(Data supplied):
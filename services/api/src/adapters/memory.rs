//! services/api/src/adapters/memory.rs
//!
//! An in-process implementation of both storage ports, used when no database is
//! configured. Contents last for the life of the process.

use async_trait::async_trait;
use chrono::Utc;
use tokio::sync::RwLock;
use uuid::Uuid;
use vocab_reader_core::domain::{Article, NewUnfamiliarWord, UnfamiliarWord};
use vocab_reader_core::lexicon::normalize_word;
use vocab_reader_core::ports::{ArticleStore, PortError, PortResult, UnfamiliarWordStore};

#[derive(Default)]
pub struct MemoryStore {
    articles: RwLock<Vec<Article>>,
    words: RwLock<Vec<UnfamiliarWord>>,
}

impl MemoryStore {
    pub fn new() -> Self {
        Self::default()
    }

    /// Seeds the store with articles, e.g. a welcome article for local runs.
    pub async fn insert_article(&self, title: &str, content: &str) -> Article {
        let now = Utc::now();
        let article = Article {
            id: Uuid::new_v4(),
            title: title.to_string(),
            content: content.to_string(),
            created_at: now,
            updated_at: now,
        };
        self.articles.write().await.push(article.clone());
        article
    }
}

/// Newest first; ties keep insertion order reversed.
fn newest_first(mut articles: Vec<Article>) -> Vec<Article> {
    articles.reverse();
    articles.sort_by(|a, b| b.created_at.cmp(&a.created_at));
    articles
}

#[async_trait]
impl ArticleStore for MemoryStore {
    async fn get_article_by_id(&self, article_id: Uuid) -> PortResult<Article> {
        self.articles
            .read()
            .await
            .iter()
            .find(|a| a.id == article_id)
            .cloned()
            .ok_or_else(|| PortError::NotFound(format!("Article {} not found", article_id)))
    }

    async fn list_articles(&self) -> PortResult<Vec<Article>> {
        Ok(newest_first(self.articles.read().await.clone()))
    }

    async fn search_articles(&self, title_substring: &str) -> PortResult<Vec<Article>> {
        let needle = title_substring.to_lowercase();
        let found = self
            .articles
            .read()
            .await
            .iter()
            .filter(|a| a.title.to_lowercase().contains(&needle))
            .cloned()
            .collect();
        Ok(newest_first(found))
    }

    async fn save_rewritten_article(&self, title: &str, content: &str) -> PortResult<Article> {
        Ok(self.insert_article(title, content).await)
    }
}

#[async_trait]
impl UnfamiliarWordStore for MemoryStore {
    async fn add_unfamiliar_word(&self, word: NewUnfamiliarWord) -> PortResult<bool> {
        let normalized = normalize_word(&word.word);
        if normalized.is_empty() {
            return Ok(false);
        }
        let mut words = self.words.write().await;
        if !words.iter().any(|w| w.word == normalized) {
            words.push(UnfamiliarWord {
                id: Uuid::new_v4(),
                word: normalized,
                phonetic: word.phonetic,
                definition: word.definition,
                translation: word.translation,
                created_at: Utc::now(),
            });
        }
        Ok(true)
    }

    async fn list_unfamiliar_words(&self) -> PortResult<Vec<UnfamiliarWord>> {
        let mut words = self.words.read().await.clone();
        words.reverse();
        Ok(words)
    }

    async fn remove_unfamiliar_word(&self, word_id: Uuid) -> PortResult<bool> {
        let mut words = self.words.write().await;
        let before = words.len();
        words.retain(|w| w.id != word_id);
        Ok(words.len() < before)
    }
}

#[cfg(test)]
mod tests {
    use super::*;

    fn new_word(word: &str) -> NewUnfamiliarWord {
        NewUnfamiliarWord {
            word: word.to_string(),
            translation: Some("狗".to_string()),
            ..Default::default()
        }
    }

    #[tokio::test]
    async fn adding_a_word_twice_keeps_one_record() {
        let store = MemoryStore::new();
        assert!(store.add_unfamiliar_word(new_word("Dog")).await.unwrap());
        assert!(store.add_unfamiliar_word(new_word("dog!")).await.unwrap());
        let words = store.list_unfamiliar_words().await.unwrap();
        assert_eq!(words.len(), 1);
        assert_eq!(words[0].word, "dog");
    }

    #[tokio::test]
    async fn blank_words_are_rejected() {
        let store = MemoryStore::new();
        assert!(!store.add_unfamiliar_word(new_word("  42 ")).await.unwrap());
        assert!(store.list_unfamiliar_words().await.unwrap().is_empty());
    }

    #[tokio::test]
    async fn words_list_newest_first_and_can_be_removed() {
        let store = MemoryStore::new();
        store.add_unfamiliar_word(new_word("cat")).await.unwrap();
        store.add_unfamiliar_word(new_word("dog")).await.unwrap();
        let words = store.list_unfamiliar_words().await.unwrap();
        assert_eq!(words[0].word, "dog");

        assert!(store.remove_unfamiliar_word(words[0].id).await.unwrap());
        assert!(!store.remove_unfamiliar_word(words[0].id).await.unwrap());
        assert_eq!(store.list_unfamiliar_words().await.unwrap().len(), 1);
    }

    #[tokio::test]
    async fn articles_are_searched_by_title_case_insensitively() {
        let store = MemoryStore::new();
        let cats = store.insert_article("Cats at Home", "Cats run fast.").await;
        store.insert_article("Dogs outside", "Dogs bark loud.").await;

        let found = store.search_articles("cats").await.unwrap();
        assert_eq!(found, vec![cats.clone()]);
        assert_eq!(store.get_article_by_id(cats.id).await.unwrap(), cats);
        assert_eq!(store.list_articles().await.unwrap().len(), 2);
        assert!(matches!(
            store.get_article_by_id(Uuid::new_v4()).await,
            Err(PortError::NotFound(_))
        ));
    }

    #[tokio::test]
    async fn newest_article_lists_first() {
        let store = MemoryStore::new();
        store.insert_article("First", "One.").await;
        let second = store.save_rewritten_article("Second", "Two.").await.unwrap();
        assert_eq!(store.list_articles().await.unwrap()[0].id, second.id);
    }
}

(Problem requirements):
Could you repeat every record above exactly as it stands?

(Answer to this exercise):
filename services/api/src/adapters/memory.rs
//! services/api/src/adapters/memory.rs
//!
//! An in-process implementation of both storage ports, used when no database is
//! configured. Contents last for the life of the process.

use async_trait::async_trait;
use chrono::Utc;
use tokio::sync::RwLock;
use uuid::Uuid;
use vocab_reader_core::domain::{Article, NewUnfamiliarWord, UnfamiliarWord};
use vocab_reader_core::lexicon::normalize_word;
use vocab_reader_core::ports::{ArticleStore, PortError, PortResult, UnfamiliarWordStore};

#[derive(Default)]
pub struct MemoryStore {
    articles: RwLock<Vec<Article>>,
    words: RwLock<Vec<UnfamiliarWord>>,
}

impl MemoryStore {
    pub fn new() -> Self {
        Self::default()
    }

    /// Seeds the store with articles, e.g. a welcome article for local runs.
    pub async fn insert_article(&self, title: &str, content: &str) -> Article {
        let now = Utc::now();
        let article = Article {
            id: Uuid::new_v4(),
            title: title.to_string(),
            content: content.to_string(),
            created_at: now,
            updated_at: now,
        };
        self.articles.write().await.push(article.clone());
        article
    }
}

/// Newest first; ties keep insertion order reversed.
fn newest_first(mut articles: Vec<Article>) -> Vec<Article> {
    articles.reverse();
    articles.sort_by(|a, b| b.created_at.cmp(&a.created_at));
    articles
}

#[async_trait]
impl ArticleStore for MemoryStore {
    async fn get_article_by_id(&self, article_id: Uuid) -> PortResult<Article> {
        self.articles
            .read()
            .await
            .iter()
            .find(|a| a.id == article_id)
            .cloned()
            .ok_or_else(|| PortError::NotFound(format!("Article {} not found", article_id)))
    }

    async fn list_articles(&self) -> PortResult<Vec<Article>> {
        Ok(newest_first(self.articles.read().await.clone()))
    }

    async fn search_articles(&self, title_substring: &str) -> PortResult<Vec<Article>> {
        let needle = title_substring.to_lowercase();
        let found = self
            .articles
            .read()
            .await
            .iter()
            .filter(|a| a.title.to_lowercase().contains(&needle))
            .cloned()
            .collect();
        Ok(newest_first(found))
    }

    async fn save_rewritten_article(&self, title: &str, content: &str) -> PortResult<Article> {
        Ok(self.insert_article(title, content).await)
    }
}

#[async_trait]
impl UnfamiliarWordStore for MemoryStore {
    async fn add_unfamiliar_word(&self, word: NewUnfamiliarWord) -> PortResult<bool> {
        let normalized = normalize_word(&word.word);
        if normalized.is_empty() {
            return Ok(false);
        }
        let mut words = self.words.write().await;
        if !words.iter().any(|w| w.word == normalized) {
            words.push(UnfamiliarWord {
                id: Uuid::new_v4(),
                word: normalized,
                phonetic: word.phonetic,
                definition: word.definition,
                translation: word.translation,
                created_at: Utc::now(),
            });
        }
        Ok(true)
    }

    async fn list_unfamiliar_words(&self) -> PortResult<Vec<UnfamiliarWord>> {
        let mut words = self.words.read().await.clone();
        words.reverse();
        Ok(words)
    }

    async fn remove_unfamiliar_word(&self, word_id: Uuid) -> PortResult<bool> {
        let mut words = self.words.write().await;
        let before = words.len();
        words.retain(|w| w.id != word_id);
        Ok(words.len() < before)
    }
}

#[cfg(test)]
mod tests {
    use super::*;

    fn new_word(word: &str) -> NewUnfamiliarWord {
        NewUnfamiliarWord {
            word: word.to_string(),
            translation: Some("狗".to_string()),
            ..Default::default()
        }
    }

    #[tokio::test]
    async fn adding_a_word_twice_keeps_one_record() {
        let store = MemoryStore::new();
        assert!(store.add_unfamiliar_word(new_word("Dog")).await.unwrap());
        assert!(store.add_unfamiliar_word(new_word("dog!")).await.unwrap());
        let words = store.list_unfamiliar_words().await.unwrap();
        assert_eq!(words.len(), 1);
        assert_eq!(words[0].word, "dog");
    }

    #[tokio::test]
    async fn blank_words_are_rejected() {
        let store = MemoryStore::new();
        assert!(!store.add_unfamiliar_word(new_word("  42 ")).await.unwrap());
        assert!(store.list_unfamiliar_words().await.unwrap().is_empty());
    }

    #[tokio::test]
    async fn words_list_newest_first_and_can_be_removed() {
        let store = MemoryStore::new();
        store.add_unfamiliar_word(new_word("cat")).await.unwrap();
        store.add_unfamiliar_word(new_word("dog")).await.unwrap();
        let words = store.list_unfamiliar_words().await.unwrap();
        assert_eq!(words[0].word, "dog");

        assert!(store.remove_unfamiliar_word(words[0].id).await.unwrap());
        assert!(!store.remove_unfamiliar_word(words[0].id).await.unwrap());
        assert_eq!(store.list_unfamiliar_words().await.unwrap().len(), 1);
    }

    #[tokio::test]
    async fn articles_are_searched_by_title_case_insensitively() {
        let store = MemoryStore::new();
        let cats = store.insert_article("Cats at Home", "Cats run fast.").await;
        store.insert_article("Dogs outside", "Dogs bark loud.").await;

        let found = store.search_articles("cats").await.unwrap();
        assert_eq!(found, vec![cats.clone()]);
        assert_eq!(store.get_article_by_id(cats.id).await.unwrap(), cats);
        assert_eq!(store.list_articles().await.unwrap().len(), 2);
        assert!(matches!(
            store.get_article_by_id(Uuid::new_v4()).await,
            Err(PortError::NotFound(_))
        ));
    }

    #[tokio::test]
    async fn newest_article_lists_first() {
        let store = MemoryStore::new();
        store.insert_article("First", "One.").await;
        let second = store.save_rewritten_article("Second", "Two.").await.unwrap();
        assert_eq!(store.list_articles().await.unwrap()[0].id, second.id);
    }
}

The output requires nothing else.